I don't think US spending money on inefficient and unequally accessible health care help the security of other countries? Or do you think so?
Privatized medicine can work. There are clinics in the US that offer a menu of fixed-price services, and take direct payment (no insurance). No bureaucracy leads to reasonable prices - everybody wins.
The problem comes when the government intervenes too much. In the health insurance market, insisting that everyone must be covered, regardless of health problems or pre-existing conditions - that's no longer insurance, and has led to the problems the US is facing. Let the private insurance market work - it worked just fine for most people, most of the time, over many decades.
For people who cannot qualify for private insurance, the government can become the health care provider of last resort. That's basically where Medicare/Medicaid would come into play. Essential services only, no cosmetic or optional treatments. This is also where people would land, who get ill or injured, but couldn't be bothered to pay for insurance.
The situation in countries like the UK is actually not too dissimilar. The NHS provides health care for everyone, as long as you don't mind waiting months or years for anything that's not immediately life threatening. Meanwhile, there is a perfectly functional private insurance market for people who don't want to wait - the prices are reasonable, and coverage is good. As far as I can tell, the government basically ignores the private market - which is probably why it works.
Enjoy life! This is not a dress rehearsal.
But the hospital's master list prices, sometimes called a chargemaster, is also not a complete look
Correct. Because nowhere on the chargemaster is a service that says "colonoscopy". Good luck getting the average American to interpret ICD-10-PCS code descriptions. According to this website, a screening colonoscopy should receive the following three codes:
Z12.11: Encounter for screening for malignant neoplasm of the colon
Z80.0: Family history of malignant neoplasm of digestive organs
Z86.010: Personal history of colonic polyps
No word for "colonoscopy" that I can see. Furthermore, this doesn't include the anesthetist charge, recovery, the room charge (which is always charged for with surgery, inpatient or outpatient), or the food charge. Other hospitals even throw in itemized charges for IVs, needles, hoses, gowns, laundry, and tissues.
It'd be like shopping for a car, and before you go, you have to look up online the costs for all the individual parts that make up a car. Except most Americans don't know every single nut and bolt, camshaft and wiring assembly, window and panel, that goes into one. And you get to the car lot, ask how much the cost is, and the salesman says, "We have all our costs online." You get your car, you drive it home, and then you get a bill in the mail three months later for five times what it really should cost.
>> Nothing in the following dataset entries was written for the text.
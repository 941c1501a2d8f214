//! Backward liveness analysis over a low-level tree.
//!
//! A single reverse walk maintains the set of variable names whose values may still be read
//! after the current point. An assignment to a whole local variable kills its name and gens the
//! names its right-hand side reads; any other write (memory, global, field, element) is treated
//! as observable and never killable. The live-on-exit set of every assignment is snapshotted for
//! the reduction pass, which uses it both to decide retention and to narrow imported def-use
//! evidence.

use crate::ast::{
    expr_read_names, lval_is_plain, lval_name, CallTarget, LVal, NodePool, Offset, ReadNames,
    Stmt, StmtId, Visitor,
};
use crate::builder::TreeBuilder;
use crate::containers::unordered::{UnorderedMap, UnorderedSet};

type LiveSet = UnorderedSet<String>;

/// The side tables produced by one liveness pass.
#[derive(Default)]
pub struct Liveness {
    /// Per assignment, the names live immediately after it
    live_on_exit: UnorderedMap<StmtId, LiveSet>,
    /// Per statement, whether anything below it must be kept
    live_stmt: UnorderedMap<StmtId, bool>,
}

impl Liveness {
    /// Run the pass over the tree rooted at `root`. Nothing is assumed live at function exit;
    /// values that escape do so through returns, memory writes, or calls, all of which gen their
    /// reads explicitly.
    pub fn analyze(b: &TreeBuilder, root: StmtId) -> Self {
        let mut lv = Liveness::default();
        let mut live = LiveSet::new();
        lv.walk(b, root, &mut live);
        lv
    }

    /// The names live immediately after an assignment. `None` for non-assignments.
    pub fn live_on_exit(&self, inst: StmtId) -> Option<&LiveSet> {
        self.live_on_exit.get(&inst)
    }

    /// Must the subtree at `stmt` be kept? Unknown statements are conservatively live.
    pub fn is_stmt_live(&self, stmt: StmtId) -> bool {
        self.live_stmt.get(&stmt).copied().unwrap_or(true)
    }

    fn walk(&mut self, b: &TreeBuilder, stmt: StmtId, live: &mut LiveSet) -> bool {
        let pool = b.pool();
        let is_live = match pool.stmt(stmt).clone() {
            Stmt::Block { stmts } => {
                let mut any = false;
                for &s in stmts.iter().rev() {
                    any |= self.walk(b, s, live);
                }
                any
            }
            Stmt::Seq { insts } => {
                let mut any = false;
                for &s in insts.iter().rev() {
                    any |= self.walk(b, s, live);
                }
                any
            }
            Stmt::Branch {
                cond,
                then_stmt,
                else_stmt,
            } => {
                // Both arms see the same exit set; whatever either may read stays live above
                let mut then_live = live.clone();
                let then_is_live = self.walk(b, then_stmt, &mut then_live);
                let else_is_live = match else_stmt {
                    Some(e) => self.walk(b, e, live),
                    None => false,
                };
                live.extend(then_live);
                live.extend(expr_read_names(pool, cond));
                then_is_live || else_is_live
            }
            Stmt::Loop { cond, body } => {
                // A name read anywhere in the body may be read on a later iteration, so it is
                // live at every point inside and before the loop
                let mut reads = ReadNames::new();
                reads.visit_stmt(pool, body);
                if let Some(c) = cond {
                    reads.visit_expr(pool, c);
                }
                live.extend(reads.names);
                let mut body_live = live.clone();
                let body_is_live = self.walk(b, body, &mut body_live);
                live.extend(body_live);
                body_is_live
            }
            Stmt::Switch {
                scrutinee,
                cases,
                default,
            } => {
                let mut any = false;
                let mut merged = live.clone();
                for &(_, arm) in &cases {
                    let mut arm_live = live.clone();
                    any |= self.walk(b, arm, &mut arm_live);
                    merged.extend(arm_live);
                }
                if let Some(d) = default {
                    let mut arm_live = live.clone();
                    any |= self.walk(b, d, &mut arm_live);
                    merged.extend(arm_live);
                }
                *live = merged;
                live.extend(expr_read_names(pool, scrutinee));
                any
            }
            Stmt::Return { value } => {
                if let Some(e) = value {
                    live.extend(expr_read_names(pool, e));
                }
                true
            }
            Stmt::Goto { label: _ } => {
                // The jump target is unknown to this walk; keep the jump and assume nothing
                // about what it makes dead
                true
            }
            Stmt::Assign { lhs, rhs, flags: _ } => {
                self.live_on_exit.insert(stmt, live.clone());
                let killable = lval_is_plain(pool, lhs)
                    && !b.is_global_name(plain_base_name(pool, lhs));
                let name_was_live = lval_name(pool, lhs)
                    .map(|n| live.contains(n))
                    .unwrap_or(false);
                if killable {
                    live.remove(plain_base_name(pool, lhs));
                } else {
                    // Partial or memory write: the location stays observable, and address/index
                    // computations in the left-hand side are uses
                    let mut reads = ReadNames::new();
                    reads.visit_lval(pool, lhs);
                    live.extend(reads.names);
                }
                live.extend(expr_read_names(pool, rhs));
                !killable || name_was_live
            }
            Stmt::Call {
                result,
                target,
                args,
                kills: _,
            } => {
                if let Some(r) = result {
                    if lval_is_plain(pool, r) && !b.is_global_name(plain_base_name(pool, r)) {
                        live.remove(plain_base_name(pool, r));
                    } else {
                        let mut reads = ReadNames::new();
                        reads.visit_lval(pool, r);
                        live.extend(reads.names);
                    }
                }
                if let CallTarget::Indirect { callee } = target {
                    live.extend(expr_read_names(pool, callee));
                }
                for a in args {
                    live.extend(expr_read_names(pool, a));
                }
                true
            }
        };
        self.live_stmt.insert(stmt, is_live);
        is_live
    }
}

fn plain_base_name(pool: &NodePool, lval: crate::ast::LValId) -> &str {
    match pool.lval(lval) {
        LVal::Var {
            name,
            offset: Offset::None,
        } => name,
        other => panic!("Whole-variable lvalue expected, got {:?}", other),
    }
}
What health care really needs is the sticker price posted right in the window.
Just start gradually reducing medicare eligibility age from 65 to 50. Cover all children below 10, call them unborn Americans and their hosts and give pre natal care and cover child birth for free. Gradually raise it 18.
Slowly allow people to buy into medicare. Eventually we will have a single payer system.
sed -e 's/Chuck Norris/Rajnikant/g' joke > fact
First we need to build the wall. The cost alone would pay for itself in short order. The money saved from it thereafter will provide better coverage for US citizens.
http://www.fairus.org/press-re...
Life is not for the lazy.
As an outsider (living in Sweden, Europe) I am a bit curious
No you're not. This is entirely in bad faith. Yo're also leaving out a major...major cost: innovation. America basically pays for the entire world's new treatments. Your "vastly more affordable yet somehow equal" care only advances because the American market incentivizes people to create the next greatest treatment. So, I guess, if your current care is SO GREAT that you won't need any new cancer treatments ever, then enjoy your commie-med.
Are you really sure? Take Sweden for example. 10 million inhabitants, but being the source of a high amount of medical innovation, and creating a nice home market for an disproportionately large amount of biotech companies. Also, the fact that higher education is free of charge (you only pay for books) plus significant public spending on medical research is probably contributing.
When it comes to incentives, it's interesting that leaving research completely to market forces creates little incentives for products or procedures that cures diseases, but much more for products that you have to use continuously all life.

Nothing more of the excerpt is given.